YOUR GOAL: Only the closing part of the listing is wanted: reproduce exactly the line containing "Hash, Serialize, Deserialize)]" and all lines below it.

%%

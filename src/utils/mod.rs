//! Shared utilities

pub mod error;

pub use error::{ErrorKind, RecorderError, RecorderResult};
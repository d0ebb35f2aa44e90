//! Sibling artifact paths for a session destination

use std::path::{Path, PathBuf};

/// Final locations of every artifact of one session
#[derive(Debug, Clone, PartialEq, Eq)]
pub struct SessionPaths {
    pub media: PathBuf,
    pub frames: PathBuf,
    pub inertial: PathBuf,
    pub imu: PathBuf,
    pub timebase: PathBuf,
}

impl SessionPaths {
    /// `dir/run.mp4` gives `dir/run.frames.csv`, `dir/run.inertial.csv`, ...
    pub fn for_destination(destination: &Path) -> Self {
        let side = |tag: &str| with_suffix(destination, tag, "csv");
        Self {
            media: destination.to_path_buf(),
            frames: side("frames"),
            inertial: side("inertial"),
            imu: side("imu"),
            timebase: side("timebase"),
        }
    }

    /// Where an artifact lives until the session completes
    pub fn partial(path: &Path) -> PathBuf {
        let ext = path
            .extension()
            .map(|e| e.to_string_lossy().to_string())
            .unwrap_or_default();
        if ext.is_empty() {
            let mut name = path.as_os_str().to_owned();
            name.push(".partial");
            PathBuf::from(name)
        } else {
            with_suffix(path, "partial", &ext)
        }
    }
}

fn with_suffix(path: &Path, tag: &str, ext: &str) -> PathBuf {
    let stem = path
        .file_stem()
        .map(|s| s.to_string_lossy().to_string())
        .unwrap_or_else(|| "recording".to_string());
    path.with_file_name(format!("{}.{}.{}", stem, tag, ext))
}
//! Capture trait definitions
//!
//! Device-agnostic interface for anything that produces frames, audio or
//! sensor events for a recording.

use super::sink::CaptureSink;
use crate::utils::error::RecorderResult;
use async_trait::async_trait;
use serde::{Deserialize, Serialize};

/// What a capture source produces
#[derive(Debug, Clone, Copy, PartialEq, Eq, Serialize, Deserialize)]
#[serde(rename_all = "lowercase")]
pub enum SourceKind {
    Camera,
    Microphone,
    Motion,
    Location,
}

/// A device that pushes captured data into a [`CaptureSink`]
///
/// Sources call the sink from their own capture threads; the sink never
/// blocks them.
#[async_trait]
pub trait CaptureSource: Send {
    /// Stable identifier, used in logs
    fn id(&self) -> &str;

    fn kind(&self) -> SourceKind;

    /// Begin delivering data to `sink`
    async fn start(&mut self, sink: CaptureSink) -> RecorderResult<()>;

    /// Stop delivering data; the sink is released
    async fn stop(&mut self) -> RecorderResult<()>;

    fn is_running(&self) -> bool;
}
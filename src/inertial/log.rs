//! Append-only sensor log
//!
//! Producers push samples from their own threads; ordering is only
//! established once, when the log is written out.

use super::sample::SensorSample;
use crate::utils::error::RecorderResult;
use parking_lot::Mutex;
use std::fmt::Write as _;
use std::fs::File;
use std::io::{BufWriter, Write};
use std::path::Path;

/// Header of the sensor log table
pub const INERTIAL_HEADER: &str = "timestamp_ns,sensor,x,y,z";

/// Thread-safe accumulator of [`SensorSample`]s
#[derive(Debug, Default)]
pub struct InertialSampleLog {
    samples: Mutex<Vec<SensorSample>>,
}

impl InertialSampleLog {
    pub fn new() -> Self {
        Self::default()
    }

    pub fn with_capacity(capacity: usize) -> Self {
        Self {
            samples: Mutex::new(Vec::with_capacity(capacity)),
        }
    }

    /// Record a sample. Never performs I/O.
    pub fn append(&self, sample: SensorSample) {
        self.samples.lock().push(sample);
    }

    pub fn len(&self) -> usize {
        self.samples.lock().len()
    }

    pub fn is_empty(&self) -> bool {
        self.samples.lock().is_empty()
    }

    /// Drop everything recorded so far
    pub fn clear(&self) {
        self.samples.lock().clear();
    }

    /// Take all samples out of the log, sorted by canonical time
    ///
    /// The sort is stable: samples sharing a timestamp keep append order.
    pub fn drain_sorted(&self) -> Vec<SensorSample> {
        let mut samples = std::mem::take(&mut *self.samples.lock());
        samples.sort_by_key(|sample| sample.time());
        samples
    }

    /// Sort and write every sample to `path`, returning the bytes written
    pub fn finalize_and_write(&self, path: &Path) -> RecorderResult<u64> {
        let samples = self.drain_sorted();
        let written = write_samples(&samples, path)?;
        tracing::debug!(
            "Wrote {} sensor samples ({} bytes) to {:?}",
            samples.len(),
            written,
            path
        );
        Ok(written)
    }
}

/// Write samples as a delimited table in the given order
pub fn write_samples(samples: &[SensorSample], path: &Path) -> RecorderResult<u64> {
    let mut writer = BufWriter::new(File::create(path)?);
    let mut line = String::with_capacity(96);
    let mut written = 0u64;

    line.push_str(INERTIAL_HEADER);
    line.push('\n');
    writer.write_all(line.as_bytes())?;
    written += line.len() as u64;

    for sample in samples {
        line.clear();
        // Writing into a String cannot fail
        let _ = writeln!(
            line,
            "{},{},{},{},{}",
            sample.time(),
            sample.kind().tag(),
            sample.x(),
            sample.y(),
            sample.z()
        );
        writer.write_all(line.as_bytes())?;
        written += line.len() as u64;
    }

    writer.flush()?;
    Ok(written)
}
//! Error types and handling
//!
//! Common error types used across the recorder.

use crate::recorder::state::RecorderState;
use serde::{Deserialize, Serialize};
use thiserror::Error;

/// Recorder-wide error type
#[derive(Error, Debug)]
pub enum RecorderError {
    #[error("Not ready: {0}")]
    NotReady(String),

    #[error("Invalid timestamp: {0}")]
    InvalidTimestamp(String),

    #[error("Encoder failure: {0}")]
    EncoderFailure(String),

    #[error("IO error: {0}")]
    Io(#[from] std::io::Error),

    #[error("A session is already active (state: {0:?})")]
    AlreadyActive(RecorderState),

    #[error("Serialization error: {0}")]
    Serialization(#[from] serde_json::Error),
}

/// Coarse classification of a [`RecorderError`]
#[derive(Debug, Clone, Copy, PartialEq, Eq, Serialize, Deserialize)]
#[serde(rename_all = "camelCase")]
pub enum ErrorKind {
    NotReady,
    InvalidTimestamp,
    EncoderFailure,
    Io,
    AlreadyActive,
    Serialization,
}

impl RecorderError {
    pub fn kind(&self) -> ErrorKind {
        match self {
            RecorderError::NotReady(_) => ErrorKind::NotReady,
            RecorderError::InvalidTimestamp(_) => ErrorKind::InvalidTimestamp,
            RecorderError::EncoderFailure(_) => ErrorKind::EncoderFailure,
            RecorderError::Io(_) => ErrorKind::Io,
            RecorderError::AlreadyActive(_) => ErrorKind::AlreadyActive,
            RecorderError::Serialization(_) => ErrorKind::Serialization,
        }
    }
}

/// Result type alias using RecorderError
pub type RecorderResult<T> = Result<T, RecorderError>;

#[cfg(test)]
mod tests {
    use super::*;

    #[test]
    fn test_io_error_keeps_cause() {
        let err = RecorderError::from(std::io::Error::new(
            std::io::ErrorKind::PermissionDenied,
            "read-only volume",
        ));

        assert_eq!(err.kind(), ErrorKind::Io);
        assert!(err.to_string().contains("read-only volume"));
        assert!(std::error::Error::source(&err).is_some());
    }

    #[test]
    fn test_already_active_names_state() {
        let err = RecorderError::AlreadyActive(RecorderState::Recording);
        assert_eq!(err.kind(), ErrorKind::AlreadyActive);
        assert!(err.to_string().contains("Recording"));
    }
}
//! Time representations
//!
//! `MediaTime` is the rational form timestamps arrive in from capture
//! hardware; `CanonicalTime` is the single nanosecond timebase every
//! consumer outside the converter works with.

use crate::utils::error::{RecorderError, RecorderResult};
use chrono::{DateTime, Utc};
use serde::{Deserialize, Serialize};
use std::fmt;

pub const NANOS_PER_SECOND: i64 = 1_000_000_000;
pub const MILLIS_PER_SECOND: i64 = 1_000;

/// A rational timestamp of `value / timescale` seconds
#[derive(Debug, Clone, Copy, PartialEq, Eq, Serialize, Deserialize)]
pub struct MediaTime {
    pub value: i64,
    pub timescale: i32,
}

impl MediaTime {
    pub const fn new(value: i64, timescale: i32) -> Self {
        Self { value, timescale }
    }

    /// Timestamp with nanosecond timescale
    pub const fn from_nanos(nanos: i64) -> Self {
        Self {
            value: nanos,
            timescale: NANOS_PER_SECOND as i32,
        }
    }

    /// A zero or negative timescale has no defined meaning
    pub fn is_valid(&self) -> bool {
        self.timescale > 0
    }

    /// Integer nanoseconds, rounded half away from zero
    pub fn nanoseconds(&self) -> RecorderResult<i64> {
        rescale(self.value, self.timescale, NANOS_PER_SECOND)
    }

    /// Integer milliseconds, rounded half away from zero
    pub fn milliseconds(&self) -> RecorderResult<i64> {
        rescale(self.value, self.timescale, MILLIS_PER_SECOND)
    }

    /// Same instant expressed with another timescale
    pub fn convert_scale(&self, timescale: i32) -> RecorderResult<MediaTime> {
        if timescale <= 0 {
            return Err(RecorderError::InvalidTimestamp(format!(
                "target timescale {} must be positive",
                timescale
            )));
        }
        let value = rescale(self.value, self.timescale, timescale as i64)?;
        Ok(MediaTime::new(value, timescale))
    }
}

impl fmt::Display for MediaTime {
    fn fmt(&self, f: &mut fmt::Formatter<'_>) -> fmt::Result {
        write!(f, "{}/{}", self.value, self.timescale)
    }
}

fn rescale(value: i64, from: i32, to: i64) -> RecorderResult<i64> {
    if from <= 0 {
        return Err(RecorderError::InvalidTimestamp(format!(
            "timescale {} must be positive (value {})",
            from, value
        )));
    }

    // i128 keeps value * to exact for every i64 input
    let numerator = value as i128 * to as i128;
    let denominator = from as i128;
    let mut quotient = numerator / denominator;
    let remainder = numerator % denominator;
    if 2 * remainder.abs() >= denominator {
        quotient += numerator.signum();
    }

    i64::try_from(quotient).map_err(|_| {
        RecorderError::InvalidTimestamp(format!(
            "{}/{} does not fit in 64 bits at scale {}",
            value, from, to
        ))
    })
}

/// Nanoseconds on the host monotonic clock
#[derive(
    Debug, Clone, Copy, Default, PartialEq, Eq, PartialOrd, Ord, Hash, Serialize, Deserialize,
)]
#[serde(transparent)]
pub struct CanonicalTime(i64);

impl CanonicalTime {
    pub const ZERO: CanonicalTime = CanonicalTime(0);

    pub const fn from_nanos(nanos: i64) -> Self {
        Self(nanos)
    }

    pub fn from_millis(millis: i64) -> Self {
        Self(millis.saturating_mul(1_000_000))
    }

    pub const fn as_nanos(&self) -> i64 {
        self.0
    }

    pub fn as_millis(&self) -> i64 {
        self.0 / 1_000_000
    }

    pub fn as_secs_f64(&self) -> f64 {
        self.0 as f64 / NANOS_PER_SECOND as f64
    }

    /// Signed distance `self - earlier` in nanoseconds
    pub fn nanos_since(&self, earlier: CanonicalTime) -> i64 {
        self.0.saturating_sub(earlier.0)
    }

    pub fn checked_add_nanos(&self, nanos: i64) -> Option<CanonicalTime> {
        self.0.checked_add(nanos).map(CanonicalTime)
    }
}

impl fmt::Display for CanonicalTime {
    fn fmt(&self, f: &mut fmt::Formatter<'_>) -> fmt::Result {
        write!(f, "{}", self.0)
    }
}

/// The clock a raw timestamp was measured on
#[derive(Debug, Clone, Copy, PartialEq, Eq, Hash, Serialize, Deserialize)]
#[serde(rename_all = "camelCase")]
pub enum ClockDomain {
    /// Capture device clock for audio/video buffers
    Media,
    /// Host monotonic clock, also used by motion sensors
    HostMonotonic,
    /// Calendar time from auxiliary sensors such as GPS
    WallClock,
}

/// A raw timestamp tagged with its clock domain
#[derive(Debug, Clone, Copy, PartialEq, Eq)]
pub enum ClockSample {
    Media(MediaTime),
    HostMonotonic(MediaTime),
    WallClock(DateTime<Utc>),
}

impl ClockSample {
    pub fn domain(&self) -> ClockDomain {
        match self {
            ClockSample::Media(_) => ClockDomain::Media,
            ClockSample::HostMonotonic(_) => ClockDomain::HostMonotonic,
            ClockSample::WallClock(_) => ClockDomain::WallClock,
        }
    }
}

%%

RESULT FOR THIS EXERCISE:
#[derive(Debug, Clone, Copy, PartialEq, Eq, Hash, Serialize, Deserialize)]
#[serde(rename_all = "camelCase")]
pub enum ClockDomain {
    /// Capture device clock for audio/video buffers
    Media,
    /// Host monotonic clock, also used by motion sensors
    HostMonotonic,
    /// Calendar time from auxiliary sensors such as GPS
    WallClock,
}

/// A raw timestamp tagged with its clock domain
#[derive(Debug, Clone, Copy, PartialEq, Eq)]
pub enum ClockSample {
    Media(MediaTime),
    HostMonotonic(MediaTime),
    WallClock(DateTime<Utc>),
}

impl ClockSample {
    pub fn domain(&self) -> ClockDomain {
        match self {
            ClockSample::Media(_) => ClockDomain::Media,
            ClockSample::HostMonotonic(_) => ClockDomain::HostMonotonic,
            ClockSample::WallClock(_) => ClockDomain::WallClock,
        }
    }
}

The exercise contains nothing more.